» **INFORMATION PROVIDED**

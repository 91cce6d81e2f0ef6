use std::fmt;

/// 字节单位
#[derive(Debug, Clone, Copy, PartialEq, Eq, PartialOrd, Ord)]
pub enum Unit {
    B,
    KB,
    MB,
    GB,
    TB,
    PB,
    EB,
}

impl Unit {
    const ALL: [Unit; 7] = [
        Unit::B,
        Unit::KB,
        Unit::MB,
        Unit::GB,
        Unit::TB,
        Unit::PB,
        Unit::EB,
    ];

    /// 按除以 1024 的次数选择单位，超出范围时停在最大单位
    #[inline]
    pub fn from_index(index: usize) -> Unit {
        Self::ALL[index.min(Self::ALL.len() - 1)]
    }
}

impl fmt::Display for Unit {
    fn fmt(&self, f: &mut fmt::Formatter<'_>) -> fmt::Result {
        f.write_str(match self {
            Unit::B => "B",
            Unit::KB => "KB",
            Unit::MB => "MB",
            Unit::GB => "GB",
            Unit::TB => "TB",
            Unit::PB => "PB",
            Unit::EB => "EB",
        })
    }
}

/// 反复除以 1024 直到数值小于 1024，返回缩放后的数值和单位
///
/// 负数和非有限值原样返回，单位为字节。
pub fn scale_bytes(bytes: f64) -> (f64, Unit) {
    if !bytes.is_finite() || bytes < 0.0 {
        return (bytes, Unit::B);
    }

    let mut value = bytes;
    let mut unit = 0;
    while value >= 1024.0 && unit < Unit::ALL.len() - 1 {
        value /= 1024.0;
        unit += 1;
    }
    (value, Unit::from_index(unit))
}

/// 格式化字节数，例如 `1.50 KB`
#[inline]
pub fn format_bytes(bytes: f64) -> String {
    format_bytes_with(bytes, false)
}

/// 格式化字节数；紧凑模式只保留整数部分且不加空格，例如 `1KB`
pub fn format_bytes_with(bytes: f64, compact: bool) -> String {
    let (value, unit) = scale_bytes(bytes);
    if compact {
        format!("{}{unit}", value as i64)
    } else {
        format!("{value:.2} {unit}")
    }
}
impl Platform for WindowsPlatform {
    fn name(&self) -> &'static str {
        "windows"
    }

    fn supports(&self, _capability: Capability) -> bool {
        true
    }

    fn open_counter(&self, key: &CounterKey) -> Result<Box<dyn CounterSource>> {
        Ok(Box::new(PdhCounter::open(key)?))
    }

    fn process_instance(&self, pid: u32) -> Result<String> {
        let rows = wmi_query(
            None,
            &format!("SELECT Name FROM Win32_PerfFormattedData_PerfProc_Process WHERE IDProcess = {pid}"),
        )?;
        rows.first()
            .map(|row| text(row, "Name"))
            .filter(|name| !name.is_empty())
            .ok_or_else(|| MetricError::MissingInstance(format!("进程 {pid}")))
    }

    fn total_physical_memory(&self) -> Result<u64> {
        let rows = wmi_query(None, "SELECT TotalPhysicalMemory FROM Win32_ComputerSystem")?;
        Ok(rows
            .first()
            .and_then(|row| number(row, "TotalPhysicalMemory"))
            .unwrap_or(0))
    }

    fn cpu_count(&self) -> Result<usize> {
        Ok(wmi_query(None, "SELECT DeviceID FROM Win32_Processor")?.len())
    }

    fn cpu_info(&self) -> Result<Vec<CpuInfo>> {
        let rows = wmi_query(
            None,
            "SELECT DeviceID, Name, Manufacturer, CurrentClockSpeed, MaxClockSpeed, DataWidth, \
             ProcessorId, NumberOfCores, NumberOfLogicalProcessors FROM Win32_Processor",
        )?;
        Ok(rows
            .iter()
            .map(|row| CpuInfo {
                device_id: text(row, "DeviceID"),
                name: text(row, "Name"),
                manufacturer: text(row, "Manufacturer"),
                current_clock_speed: number(row, "CurrentClockSpeed").map(|n| n as u32),
                max_clock_speed: number(row, "MaxClockSpeed").map(|n| n as u32),
                data_width: number(row, "DataWidth").map(|n| n as u32),
                serial_number: Some(text(row, "ProcessorId")).filter(|s| !s.is_empty()),
                number_of_cores: number(row, "NumberOfCores").unwrap_or(0) as u32,
                number_of_logical_processors: number(row, "NumberOfLogicalProcessors")
                    .unwrap_or(0) as u32,
            })
            .collect())
    }

    fn cpu_temperature(&self) -> Result<Probe<f32>> {
        let rows = wmi_query(
            Some("root\\WMI"),
            "SELECT CurrentTemperature FROM MSAcpi_ThermalZoneTemperature",
        )?;
        // 十分之一开尔文
        Ok(rows
            .first()
            .and_then(|row| number(row, "CurrentTemperature"))
            .map(|tenths| Probe::Value((tenths as f32 - 2732.0) / 10.0))
            .unwrap_or(Probe::Absent))
    }

    fn disk_info(&self) -> Result<Vec<DiskInfo>> {
        let rows = wmi_query(
            None,
            "SELECT Index, Model, MediaType, SerialNumber, Size FROM Win32_DiskDrive",
        )?;
        Ok(rows
            .iter()
            .map(|row| DiskInfo {
                index: number(row, "Index").unwrap_or(0) as u32,
                model: text(row, "Model"),
                media_type: text(row, "MediaType"),
                serial_number: text(row, "SerialNumber"),
                total: number(row, "Size").unwrap_or(0),
            })
            .collect())
    }

    fn network_instances(&self) -> Result<Vec<String>> {
        let rows = wmi_query(
            None,
            "SELECT Name FROM Win32_PerfRawData_Tcpip_NetworkInterface",
        )?;
        Ok(rows
            .iter()
            .map(|row| text(row, "Name"))
            .filter(|name| !name.is_empty())
            .collect())
    }

    fn mac_addresses(&self) -> Result<Vec<String>> {
        let rows = wmi_query(
            None,
            "SELECT MACAddress FROM Win32_NetworkAdapterConfiguration WHERE IPEnabled = TRUE",
        )?;
        Ok(rows
            .iter()
            .map(|row| text(row, "MACAddress"))
            .filter(|mac| !mac.is_empty())
            .collect())
    }

    fn local_ips(&self) -> Result<Vec<IpAddr>> {
        let rows = wmi_query(
            None,
            "SELECT IPAddress FROM Win32_NetworkAdapterConfiguration WHERE IPEnabled = TRUE",
        )?;
        Ok(rows.iter().flat_map(|row| addresses(row, "IPAddress")).collect())
    }

    fn network_card_address(&self) -> Result<String> {
        let rows = wmi_query(
            None,
            "SELECT MACAddress FROM Win32_NetworkAdapter \
             WHERE MACAddress IS NOT NULL AND Manufacturer <> 'Microsoft'",
        )?;
        Ok(rows
            .first()
            .map(|row| text(row, "MACAddress"))
            .unwrap_or_default())
    }

    fn boot_time(&self) -> Result<DateTime<Utc>> {
        let rows = wmi_query(
            None,
            "SELECT LastBootUpTime FROM Win32_OperatingSystem WHERE Primary = TRUE",
        )?;
        let raw = rows
            .first()
            .map(|row| text(row, "LastBootUpTime"))
            .unwrap_or_default();
        parse_cim_datetime(&raw)
    }

    fn system_type(&self) -> Result<String> {
        let rows = wmi_query(None, "SELECT SystemType FROM Win32_ComputerSystem")?;
        Ok(rows
            .first()
            .map(|row| text(row, "SystemType"))
            .unwrap_or_default())
    }

    fn bios_serial_number(&self) -> Result<String> {
        let rows = wmi_query(None, "SELECT SerialNumber FROM Win32_BIOS")?;
        Ok(rows
            .first()
            .map(|row| text(row, "SerialNumber"))
            .unwrap_or_default())
    }

    fn board_info(&self) -> Result<BiosInfo> {
        let rows = wmi_query(None, "SELECT Manufacturer, SerialNumber FROM Win32_BaseBoard")?;
        let Some(board) = rows.first() else {
            return Ok(BiosInfo::default());
        };

        let guid = registry_string(w!("SOFTWARE\\Microsoft\\Cryptography"), w!("MachineGuid"))?
            .unwrap_or_default();
        let uuid = registry_string(w!("SYSTEM\\HardwareConfig"), w!("LastConfig"))?
            .map(|s| s.trim_matches(|c| c == '{' || c == '}').to_uppercase())
            .unwrap_or_default();

        let mut model = registry_string(
            w!("HARDWARE\\DESCRIPTION\\System\\BIOS"),
            w!("SystemProductName"),
        )?
        .map(|s| s.replace("System Product Name", ""))
        .unwrap_or_default();
        if model.trim().is_empty() {
            model = registry_string(
                w!("HARDWARE\\DESCRIPTION\\System\\BIOS"),
                w!("BaseBoardProduct"),
            )?
            .unwrap_or_default();
        }

        Ok(BiosInfo {
            manufacturer: text(board, "Manufacturer"),
            id: text(board, "SerialNumber"),
            model: model.trim().to_string(),
            serial_number: String::new(),
            guid,
            uuid,
        })
    }

    fn open_window_titles(&self) -> Result<Vec<String>> {
        let mut titles: Vec<String> = Vec::new();
        unsafe {
            EnumWindows(
                Some(collect_window_title),
                LPARAM(&mut titles as *mut Vec<String> as isize),
            )
            .map_err(|e| MetricError::Query(format!("EnumWindows: {e}")))?;
        }
        Ok(titles)
    }

    fn sensor_document(&self) -> Result<Option<String>> {
        unsafe {
            let Ok(mapping) = OpenFileMappingW(FILE_MAP_READ.0, false, w!("AIDA64_SensorValues"))
            else {
                debug!("AIDA64 共享内存不存在");
                return Ok(None);
            };

            let view = MapViewOfFile(mapping, FILE_MAP_READ, 0, 0, 0);
            if view.Value.is_null() {
                let _ = CloseHandle(mapping);
                return Err(MetricError::Query("无法映射 AIDA64 共享内存".to_string()));
            }

            let mut info = MEMORY_BASIC_INFORMATION::default();
            let queried = VirtualQuery(
                Some(view.Value as *const c_void),
                &mut info,
                std::mem::size_of::<MEMORY_BASIC_INFORMATION>(),
            );
            let region = if queried == 0 { 0 } else { info.RegionSize };

            let bytes = std::slice::from_raw_parts(view.Value as *const u8, region);
            let end = bytes.iter().position(|&b| b == 0).unwrap_or(bytes.len());
            let document = String::from_utf8_lossy(&bytes[..end]).into_owned();

            let _ = UnmapViewOfFile(view);
            let _ = CloseHandle(mapping);
            Ok(Some(document))
        }
    }
}
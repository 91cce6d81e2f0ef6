use std::fmt;
use std::sync::atomic::{AtomicU64, Ordering};
use std::sync::{Arc, Mutex, PoisonError};

use log::debug;

use crate::cache::OnceMap;
use crate::error::Result;

/// 性能计数器三元组：类别、计数器名、实例名
#[derive(Debug, Clone, PartialEq, Eq, Hash)]
pub struct CounterKey {
    pub category: String,
    pub counter: String,
    pub instance: Option<String>,
}

impl CounterKey {
    pub fn new(category: &str, counter: &str, instance: Option<&str>) -> Self {
        Self {
            category: category.to_string(),
            counter: counter.to_string(),
            instance: instance.map(str::to_string),
        }
    }

    pub fn cpu_total() -> Self {
        Self::new("Processor", "% Processor Time", Some("_Total"))
    }

    pub fn memory(counter: &str) -> Self {
        Self::new("Memory", counter, None)
    }

    pub fn disk_total(counter: &str) -> Self {
        Self::new("PhysicalDisk", counter, Some("_Total"))
    }

    pub fn network(counter: &str, interface: &str) -> Self {
        Self::new("Network Interface", counter, Some(interface))
    }

    /// 进程计数器；实例名由平台根据进程号解析
    pub fn process(counter: &str, instance: &str) -> Self {
        Self::new("Process", counter, Some(instance))
    }
}

impl fmt::Display for CounterKey {
    fn fmt(&self, f: &mut fmt::Formatter<'_>) -> fmt::Result {
        write!(
            f,
            "{}:{}:{}",
            self.category,
            self.counter,
            self.instance.as_deref().unwrap_or("")
        )
    }
}

/// 平台提供的瞬时测量源
///
/// 速率类计数器需要保存上一次的原始值，所以 `next_value` 接收 `&mut self`。
pub trait CounterSource: Send {
    fn next_value(&mut self) -> Result<f64>;
}

/// 绑定到某个计数器的长生命周期句柄
///
/// 句柄本身不可变，但每次采样得到的是当前瞬时值。
/// 按操作系统惯例，速率类计数器创建后的第一次采样不可靠（通常为 0），
/// 调用方可以通过 [`CounterHandle::is_fresh`] 判断并丢弃。
pub struct CounterHandle {
    key: CounterKey,
    source: Mutex<Box<dyn CounterSource>>,
    samples: AtomicU64,
}

impl CounterHandle {
    pub fn new(key: CounterKey, source: Box<dyn CounterSource>) -> Self {
        Self {
            key,
            source: Mutex::new(source),
            samples: AtomicU64::new(0),
        }
    }

    #[inline]
    pub fn key(&self) -> &CounterKey {
        &self.key
    }

    /// 阻塞采样一次，不重试、不超时
    pub fn sample(&self) -> Result<f64> {
        let mut source = self.source.lock().unwrap_or_else(PoisonError::into_inner);
        let value = source.next_value()?;
        self.samples.fetch_add(1, Ordering::AcqRel);
        Ok(value)
    }

    /// 尚未成功采样过
    #[inline]
    pub fn is_fresh(&self) -> bool {
        self.samples_taken() == 0
    }

    #[inline]
    pub fn samples_taken(&self) -> u64 {
        self.samples.load(Ordering::Acquire)
    }
}

impl fmt::Debug for CounterHandle {
    fn fmt(&self, f: &mut fmt::Formatter<'_>) -> fmt::Result {
        f.debug_struct("CounterHandle")
            .field("key", &self.key)
            .field("samples", &self.samples_taken())
            .finish()
    }
}

/// 计数器句柄注册表：每个三元组只创建一个句柄，之后反复采样
///
/// 句柄在注册表存活期间不会关闭，除非其实例已消失并被 [`CounterRegistry::remove`] 移除。
#[derive(Default)]
pub struct CounterRegistry {
    handles: OnceMap<CounterKey, Arc<CounterHandle>>,
}

impl CounterRegistry {
    #[inline]
    pub fn new() -> Self {
        Self::default()
    }

    /// 返回已有句柄，或调用 `open` 创建并注册新句柄
    ///
    /// 同一个三元组的并发调用只会执行一次 `open`；创建失败不会被缓存。
    pub fn get_or_create_handle<F>(&self, key: &CounterKey, open: F) -> Result<Arc<CounterHandle>>
    where
        F: FnOnce(&CounterKey) -> Result<Box<dyn CounterSource>>,
    {
        self.handles.get_or_try_init(key, || {
            debug!("创建计数器句柄: {key}");
            let source = open(key)?;
            Ok(Arc::new(CounterHandle::new(key.clone(), source)))
        })
    }

    pub fn get(&self, key: &CounterKey) -> Option<Arc<CounterHandle>> {
        self.handles.get(key)
    }

    /// 注销句柄；已取得该句柄的调用者仍可继续使用
    pub fn remove(&self, key: &CounterKey) -> Option<Arc<CounterHandle>> {
        let handle = self.handles.remove(key);
        if handle.is_some() {
            debug!("注销计数器句柄: {key}");
        }
        handle
    }

    /// 已注册的句柄数量
    #[inline]
    pub fn len(&self) -> usize {
        self.handles.len()
    }

    #[inline]
    pub fn is_empty(&self) -> bool {
        self.handles.is_empty()
    }
}
use std::sync::Arc;

use log::{debug, info, warn};

use crate::cache::MetricCache;
use crate::counter::{CounterHandle, CounterKey, CounterRegistry};
use crate::error::{MetricError, Result};
use crate::platform::{self, Capability, Platform};

/// 指标上下文：持有记忆化缓存、计数器句柄注册表和选定的平台实现
///
/// 显式构造并通过 `Arc` 注入调用方；同一个上下文的所有克隆共享同一份缓存和句柄，
/// 生命周期等同于进程内的全局状态，但测试可以各自创建互不干扰的实例。
pub struct MetricsContext {
    cache: MetricCache,
    counters: CounterRegistry,
    platform: Arc<dyn Platform>,
    compact_format: bool,
}

impl MetricsContext {
    /// 创建上下文，并预热 CPU 计数器使第一次读取到的负载有效
    pub fn new(platform: Arc<dyn Platform>) -> Self {
        let context = Self {
            cache: MetricCache::new(),
            counters: CounterRegistry::new(),
            platform,
            compact_format: false,
        };
        context.prime_cpu_counter();
        context
    }

    /// 使用当前目标平台创建上下文
    pub fn detect() -> Self {
        let platform = platform::detect();
        info!("平台实现: {}", platform.name());
        Self::new(platform)
    }

    /// 紧凑格式：字节数只保留整数，百分比不附带明细
    #[inline]
    pub fn with_compact_format(mut self, compact: bool) -> Self {
        self.compact_format = compact;
        self
    }

    fn prime_cpu_counter(&self) {
        if !self.platform.supports(Capability::PerformanceCounters) {
            debug!("平台 {} 不支持性能计数器，跳过预热", self.platform.name());
            return;
        }
        if let Err(e) = self.sample_counter(&CounterKey::cpu_total()) {
            warn!("CPU 计数器预热失败: {e}");
        }
    }

    #[inline]
    pub fn cache(&self) -> &MetricCache {
        &self.cache
    }

    #[inline]
    pub fn counters(&self) -> &CounterRegistry {
        &self.counters
    }

    #[inline]
    pub fn platform(&self) -> &dyn Platform {
        self.platform.as_ref()
    }

    #[inline]
    pub fn compact_format(&self) -> bool {
        self.compact_format
    }

    /// 取得（必要时创建）计数器句柄
    pub fn counter_handle(&self, key: &CounterKey) -> Result<Arc<CounterHandle>> {
        self.counters
            .get_or_create_handle(key, |key| self.platform.open_counter(key))
    }

    /// 按键采样计数器
    ///
    /// 实例已消失的句柄会被注销，实例重新出现后再次采样时重新打开。
    pub fn sample_counter(&self, key: &CounterKey) -> Result<f64> {
        let result = self.counter_handle(key)?.sample();
        if let Err(MetricError::MissingInstance(_)) = &result {
            debug!("计数器实例已消失: {key}");
            self.counters.remove(key);
        }
        result
    }
}

/// 上下文类型别名
pub type ContextRef = Arc<MetricsContext>;

/// 创建当前平台上下文的便捷函数
#[inline]
pub fn create_context(compact_format: bool) -> ContextRef {
    Arc::new(MetricsContext::detect().with_compact_format(compact_format))
}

» **WHAT IS REQUIRED**
Please output the lines of the listing above that fall in the stretch from the one with "pub fn is_fresh(&self)" through the one with "pub struct MetricsContext", exactly and only those.

» **EXERCISE OUTPUT**
    pub fn is_fresh(&self) -> bool {
        self.samples_taken() == 0
    }

    #[inline]
    pub fn samples_taken(&self) -> u64 {
        self.samples.load(Ordering::Acquire)
    }
}

impl fmt::Debug for CounterHandle {
    fn fmt(&self, f: &mut fmt::Formatter<'_>) -> fmt::Result {
        f.debug_struct("CounterHandle")
            .field("key", &self.key)
            .field("samples", &self.samples_taken())
            .finish()
    }
}

/// 计数器句柄注册表：每个三元组只创建一个句柄，之后反复采样
///
/// 句柄在注册表存活期间不会关闭，除非其实例已消失并被 [`CounterRegistry::remove`] 移除。
#[derive(Default)]
pub struct CounterRegistry {
    handles: OnceMap<CounterKey, Arc<CounterHandle>>,
}

impl CounterRegistry {
    #[inline]
    pub fn new() -> Self {
        Self::default()
    }

    /// 返回已有句柄，或调用 `open` 创建并注册新句柄
    ///
    /// 同一个三元组的并发调用只会执行一次 `open`；创建失败不会被缓存。
    pub fn get_or_create_handle<F>(&self, key: &CounterKey, open: F) -> Result<Arc<CounterHandle>>
    where
        F: FnOnce(&CounterKey) -> Result<Box<dyn CounterSource>>,
    {
        self.handles.get_or_try_init(key, || {
            debug!("创建计数器句柄: {key}");
            let source = open(key)?;
            Ok(Arc::new(CounterHandle::new(key.clone(), source)))
        })
    }

    pub fn get(&self, key: &CounterKey) -> Option<Arc<CounterHandle>> {
        self.handles.get(key)
    }

    /// 注销句柄；已取得该句柄的调用者仍可继续使用
    pub fn remove(&self, key: &CounterKey) -> Option<Arc<CounterHandle>> {
        let handle = self.handles.remove(key);
        if handle.is_some() {
            debug!("注销计数器句柄: {key}");
        }
        handle
    }

    /// 已注册的句柄数量
    #[inline]
    pub fn len(&self) -> usize {
        self.handles.len()
    }

    #[inline]
    pub fn is_empty(&self) -> bool {
        self.handles.is_empty()
    }
}
use std::sync::Arc;

use log::{debug, info, warn};

use crate::cache::MetricCache;
use crate::counter::{CounterHandle, CounterKey, CounterRegistry};
use crate::error::{MetricError, Result};
use crate::platform::{self, Capability, Platform};

/// 指标上下文：持有记忆化缓存、计数器句柄注册表和选定的平台实现
///
/// 显式构造并通过 `Arc` 注入调用方；同一个上下文的所有克隆共享同一份缓存和句柄，
/// 生命周期等同于进程内的全局状态，但测试可以各自创建互不干扰的实例。
pub struct MetricsContext {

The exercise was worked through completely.